— Task —
Find and copy every line in the records that includes the string "struct".

— Collected data entries —

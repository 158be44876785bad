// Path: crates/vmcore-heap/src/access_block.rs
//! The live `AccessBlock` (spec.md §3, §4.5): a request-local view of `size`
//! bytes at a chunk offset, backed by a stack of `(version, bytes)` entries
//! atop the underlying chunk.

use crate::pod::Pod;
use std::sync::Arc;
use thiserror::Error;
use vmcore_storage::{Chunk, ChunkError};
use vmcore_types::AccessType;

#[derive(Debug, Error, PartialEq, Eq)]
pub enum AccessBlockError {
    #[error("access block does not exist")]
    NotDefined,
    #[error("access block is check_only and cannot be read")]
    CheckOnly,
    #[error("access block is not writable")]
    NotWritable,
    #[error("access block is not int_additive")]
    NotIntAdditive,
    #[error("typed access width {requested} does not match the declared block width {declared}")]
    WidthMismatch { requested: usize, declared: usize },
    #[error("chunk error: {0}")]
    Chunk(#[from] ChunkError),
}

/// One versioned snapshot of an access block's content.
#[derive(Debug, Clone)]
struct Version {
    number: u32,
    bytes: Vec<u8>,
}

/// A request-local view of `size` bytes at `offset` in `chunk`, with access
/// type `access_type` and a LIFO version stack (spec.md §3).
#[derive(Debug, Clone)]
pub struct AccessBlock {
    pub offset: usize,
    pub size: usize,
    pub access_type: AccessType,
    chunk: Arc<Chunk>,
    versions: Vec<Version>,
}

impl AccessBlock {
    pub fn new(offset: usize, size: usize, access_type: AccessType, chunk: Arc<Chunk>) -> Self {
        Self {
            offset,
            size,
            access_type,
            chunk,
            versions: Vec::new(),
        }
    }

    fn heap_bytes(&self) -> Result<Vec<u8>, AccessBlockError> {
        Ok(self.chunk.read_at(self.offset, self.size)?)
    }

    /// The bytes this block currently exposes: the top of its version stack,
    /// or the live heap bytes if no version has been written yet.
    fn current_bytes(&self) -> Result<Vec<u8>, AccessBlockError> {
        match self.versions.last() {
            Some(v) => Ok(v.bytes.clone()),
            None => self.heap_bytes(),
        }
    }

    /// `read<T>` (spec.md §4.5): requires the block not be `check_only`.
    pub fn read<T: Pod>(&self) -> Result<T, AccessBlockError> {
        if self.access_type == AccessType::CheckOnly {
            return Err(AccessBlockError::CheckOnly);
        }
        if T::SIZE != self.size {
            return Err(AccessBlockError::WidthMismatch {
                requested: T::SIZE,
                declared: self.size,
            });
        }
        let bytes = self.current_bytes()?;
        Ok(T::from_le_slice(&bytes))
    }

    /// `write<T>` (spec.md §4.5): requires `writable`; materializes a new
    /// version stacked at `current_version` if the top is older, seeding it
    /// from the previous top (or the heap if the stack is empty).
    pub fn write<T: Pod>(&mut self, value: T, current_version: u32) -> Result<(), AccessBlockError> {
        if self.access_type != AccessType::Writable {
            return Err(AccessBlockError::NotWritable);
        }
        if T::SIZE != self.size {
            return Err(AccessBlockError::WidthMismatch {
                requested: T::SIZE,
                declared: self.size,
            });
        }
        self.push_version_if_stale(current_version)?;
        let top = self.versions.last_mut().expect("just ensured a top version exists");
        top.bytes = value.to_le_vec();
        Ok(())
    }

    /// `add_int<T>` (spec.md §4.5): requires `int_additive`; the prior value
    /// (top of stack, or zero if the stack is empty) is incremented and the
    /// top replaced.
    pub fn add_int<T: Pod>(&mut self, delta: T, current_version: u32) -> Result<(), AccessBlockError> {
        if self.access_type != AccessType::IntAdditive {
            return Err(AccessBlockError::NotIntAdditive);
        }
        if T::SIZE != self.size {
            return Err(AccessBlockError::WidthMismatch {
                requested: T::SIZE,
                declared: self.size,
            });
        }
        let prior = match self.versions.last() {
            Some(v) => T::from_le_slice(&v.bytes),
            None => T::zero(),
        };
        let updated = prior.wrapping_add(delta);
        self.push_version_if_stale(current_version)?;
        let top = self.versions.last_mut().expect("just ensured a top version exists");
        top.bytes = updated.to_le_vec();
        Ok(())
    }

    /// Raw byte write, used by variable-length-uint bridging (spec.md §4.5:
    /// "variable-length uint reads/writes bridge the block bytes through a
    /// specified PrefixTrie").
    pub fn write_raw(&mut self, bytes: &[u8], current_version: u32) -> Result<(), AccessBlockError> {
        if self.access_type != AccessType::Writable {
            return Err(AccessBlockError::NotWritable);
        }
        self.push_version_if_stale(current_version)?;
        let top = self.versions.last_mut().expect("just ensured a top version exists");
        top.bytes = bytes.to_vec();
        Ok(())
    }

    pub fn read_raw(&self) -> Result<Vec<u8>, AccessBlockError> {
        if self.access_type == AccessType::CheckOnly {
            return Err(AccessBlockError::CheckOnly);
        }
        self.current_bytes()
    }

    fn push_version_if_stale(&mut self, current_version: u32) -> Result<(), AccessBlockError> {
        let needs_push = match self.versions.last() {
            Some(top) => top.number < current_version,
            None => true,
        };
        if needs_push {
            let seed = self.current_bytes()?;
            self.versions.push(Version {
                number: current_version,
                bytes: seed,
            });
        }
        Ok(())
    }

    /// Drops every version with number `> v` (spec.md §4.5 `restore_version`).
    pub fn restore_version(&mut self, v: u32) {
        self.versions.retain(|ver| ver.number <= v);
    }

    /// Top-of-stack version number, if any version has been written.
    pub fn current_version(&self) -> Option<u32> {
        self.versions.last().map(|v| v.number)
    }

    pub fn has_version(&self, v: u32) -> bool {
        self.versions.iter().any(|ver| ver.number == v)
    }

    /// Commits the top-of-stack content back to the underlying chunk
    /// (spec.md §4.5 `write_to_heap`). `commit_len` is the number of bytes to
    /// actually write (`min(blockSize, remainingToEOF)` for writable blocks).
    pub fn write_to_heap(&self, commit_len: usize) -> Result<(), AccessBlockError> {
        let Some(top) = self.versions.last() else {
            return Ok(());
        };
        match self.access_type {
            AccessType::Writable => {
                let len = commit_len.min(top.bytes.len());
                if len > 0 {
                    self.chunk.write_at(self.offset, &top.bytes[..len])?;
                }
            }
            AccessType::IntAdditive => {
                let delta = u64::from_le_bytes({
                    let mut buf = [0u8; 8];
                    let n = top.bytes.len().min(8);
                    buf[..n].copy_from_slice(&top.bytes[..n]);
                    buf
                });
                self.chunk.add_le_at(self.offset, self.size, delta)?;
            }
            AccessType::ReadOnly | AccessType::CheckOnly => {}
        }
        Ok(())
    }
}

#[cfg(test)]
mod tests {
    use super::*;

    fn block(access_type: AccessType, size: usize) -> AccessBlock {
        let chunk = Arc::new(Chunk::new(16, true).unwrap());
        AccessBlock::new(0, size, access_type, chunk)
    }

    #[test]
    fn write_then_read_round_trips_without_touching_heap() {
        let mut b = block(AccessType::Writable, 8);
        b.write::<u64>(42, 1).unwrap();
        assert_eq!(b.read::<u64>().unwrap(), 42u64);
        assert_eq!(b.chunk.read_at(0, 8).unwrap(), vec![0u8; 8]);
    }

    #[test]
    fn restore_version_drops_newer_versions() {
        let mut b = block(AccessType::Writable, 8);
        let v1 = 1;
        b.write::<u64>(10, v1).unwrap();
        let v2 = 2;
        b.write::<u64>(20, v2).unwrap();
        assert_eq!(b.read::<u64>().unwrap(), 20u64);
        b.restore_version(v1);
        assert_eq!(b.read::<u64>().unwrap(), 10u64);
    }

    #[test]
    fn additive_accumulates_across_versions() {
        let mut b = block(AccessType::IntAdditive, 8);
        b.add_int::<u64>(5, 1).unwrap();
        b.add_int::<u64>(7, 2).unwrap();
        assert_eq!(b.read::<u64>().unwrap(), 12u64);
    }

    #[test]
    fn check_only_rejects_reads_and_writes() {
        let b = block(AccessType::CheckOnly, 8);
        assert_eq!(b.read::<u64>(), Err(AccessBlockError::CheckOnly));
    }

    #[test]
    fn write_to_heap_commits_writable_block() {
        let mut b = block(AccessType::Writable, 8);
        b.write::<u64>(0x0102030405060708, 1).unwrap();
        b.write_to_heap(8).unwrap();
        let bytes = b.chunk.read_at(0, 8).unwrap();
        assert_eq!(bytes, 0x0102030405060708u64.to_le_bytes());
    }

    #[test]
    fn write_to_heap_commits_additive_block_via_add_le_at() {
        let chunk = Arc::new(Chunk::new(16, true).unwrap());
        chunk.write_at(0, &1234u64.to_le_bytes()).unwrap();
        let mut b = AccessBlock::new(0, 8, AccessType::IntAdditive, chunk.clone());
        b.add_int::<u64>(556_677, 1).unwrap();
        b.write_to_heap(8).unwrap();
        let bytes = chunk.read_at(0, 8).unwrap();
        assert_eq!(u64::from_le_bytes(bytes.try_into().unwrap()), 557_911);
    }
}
* * *
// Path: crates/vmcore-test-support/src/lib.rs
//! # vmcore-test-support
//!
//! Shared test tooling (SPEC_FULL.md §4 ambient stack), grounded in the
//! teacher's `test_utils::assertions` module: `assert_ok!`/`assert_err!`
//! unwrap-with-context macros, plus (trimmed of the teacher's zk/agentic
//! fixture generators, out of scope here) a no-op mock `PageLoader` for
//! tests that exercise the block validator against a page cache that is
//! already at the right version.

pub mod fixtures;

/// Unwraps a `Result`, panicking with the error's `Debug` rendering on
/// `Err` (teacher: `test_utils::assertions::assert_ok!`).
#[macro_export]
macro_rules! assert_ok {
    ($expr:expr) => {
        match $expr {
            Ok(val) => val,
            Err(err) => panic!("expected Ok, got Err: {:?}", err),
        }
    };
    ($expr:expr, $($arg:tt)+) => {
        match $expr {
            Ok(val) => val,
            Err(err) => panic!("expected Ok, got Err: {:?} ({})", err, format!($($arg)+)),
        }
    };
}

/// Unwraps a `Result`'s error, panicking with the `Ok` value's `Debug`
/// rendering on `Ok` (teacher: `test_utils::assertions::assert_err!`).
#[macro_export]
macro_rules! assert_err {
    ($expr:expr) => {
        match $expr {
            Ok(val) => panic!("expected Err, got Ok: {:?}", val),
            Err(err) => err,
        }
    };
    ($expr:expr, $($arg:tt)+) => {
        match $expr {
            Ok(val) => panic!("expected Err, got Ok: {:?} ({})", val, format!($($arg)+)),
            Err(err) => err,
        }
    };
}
==
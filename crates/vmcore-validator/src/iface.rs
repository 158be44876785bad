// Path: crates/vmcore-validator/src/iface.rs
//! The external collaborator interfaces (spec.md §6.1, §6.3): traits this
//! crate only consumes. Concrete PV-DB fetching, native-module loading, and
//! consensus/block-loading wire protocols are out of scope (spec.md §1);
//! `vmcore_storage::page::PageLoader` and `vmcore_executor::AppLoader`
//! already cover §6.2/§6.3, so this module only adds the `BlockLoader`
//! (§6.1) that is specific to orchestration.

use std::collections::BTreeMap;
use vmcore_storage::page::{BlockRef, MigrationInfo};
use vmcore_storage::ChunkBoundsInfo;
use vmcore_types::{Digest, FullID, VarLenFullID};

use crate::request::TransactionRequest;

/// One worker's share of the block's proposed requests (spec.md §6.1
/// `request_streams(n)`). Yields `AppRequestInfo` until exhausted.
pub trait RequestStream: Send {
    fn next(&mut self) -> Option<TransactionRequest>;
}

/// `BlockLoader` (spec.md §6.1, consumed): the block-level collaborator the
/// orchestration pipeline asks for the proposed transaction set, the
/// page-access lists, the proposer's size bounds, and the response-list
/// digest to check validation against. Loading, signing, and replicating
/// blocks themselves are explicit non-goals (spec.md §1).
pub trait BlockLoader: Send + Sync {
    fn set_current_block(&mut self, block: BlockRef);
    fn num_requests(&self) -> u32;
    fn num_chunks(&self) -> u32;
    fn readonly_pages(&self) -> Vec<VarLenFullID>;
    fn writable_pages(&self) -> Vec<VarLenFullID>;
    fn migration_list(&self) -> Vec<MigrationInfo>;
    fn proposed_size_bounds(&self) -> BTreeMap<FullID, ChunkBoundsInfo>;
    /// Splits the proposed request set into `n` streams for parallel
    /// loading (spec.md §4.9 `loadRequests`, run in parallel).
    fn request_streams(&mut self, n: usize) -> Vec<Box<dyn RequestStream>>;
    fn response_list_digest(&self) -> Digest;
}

— Written solution —
struct Version {
pub struct AccessBlock {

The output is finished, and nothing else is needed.